You have different logon means for different purposes. After setting up ispCP you should have received the path to the login page, accessible from your web browser. If you have an admin, reseller, or end user account all of you will use the same login page ... but each with their own user name and password obviously. The admin account allows you to maneuver throughout all areas of ispCP, including end user accounts. The reseller account allows you to maneuver everywhere except the admin section which is a good thing since it prevents you from accidentally messing up admin functions that have been set up already. The end user login keeps the end user restricted to their domain ... which is the way that it should be ... only having access to related web statistics, alias domains, sub domains, email accounts, and ftp accounts.
FTP is a whole different story. Although you can use FTP (at least I think you can) from within ispCP, I do remember from using VHCS that that really sucked since files could only be transferred one at a time. Sometimes the "built-in" FTP behaved a little buggy too. So that's where Filezilla comes in ... OpenSource i.e. Linux, Mac, and Windows compatible.
If you use Filezilla and expect your end users to use FileZilla as well, then that will be a completely
separate login method for the end users. First you create the FTP account via ispCP, then you install Filezilla, followed by entering the FTP account info. for the FTP user that you created. If your end user customers require FTP access (most of them would), you'll have to have them install Filezilla on their machines as well, followed by providing them with the FTP information to their account
which you previously set up within ispCP. This Filezilla login is completely separate and has nothing to do with the ispCP login.

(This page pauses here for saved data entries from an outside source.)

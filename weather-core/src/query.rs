use serde::{Deserialize, Serialize};

/// How a location string is sent to the provider.
#[derive(Debug, Clone, Copy, PartialEq, Eq, Serialize, Deserialize)]
pub enum QueryKind {
    /// Exactly five decimal digits, sent as `zip=<code>,<country>`.
    PostalCode,
    /// Anything else, sent as free text in `q`.
    PlaceName,
}

/// Classify a location string. Surrounding whitespace is ignored.
pub fn classify(input: &str) -> QueryKind {
    let s = input.trim();
    if s.len() == 5 && s.bytes().all(|b| b.is_ascii_digit()) {
        QueryKind::PostalCode
    } else {
        QueryKind::PlaceName
    }
}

Email works the same way. Your server admin should be able to provide you with the path to your webmail login. Then you use the information from the email accounts that you've created within ispCP to access your webmail. Your end users would do the same thing ... go to the path of the webmail page ... followed by entering user name (actual assigned email address) and password that was created during the creation of the email account. Hope this helps someone ...
(08-04-2011 10:27 AM)joximu Wrote: Server: be sure the given name resolves to the server ip - you also can enter the ip address of the server...
Username: user@domain.tld
Logon type: this should be default.
Server type: Unix/Linux/FTP etc...
Filezilla should definetly work...
/J
Duh, I went braindead there for a minute. IP works just fine with every FTP user.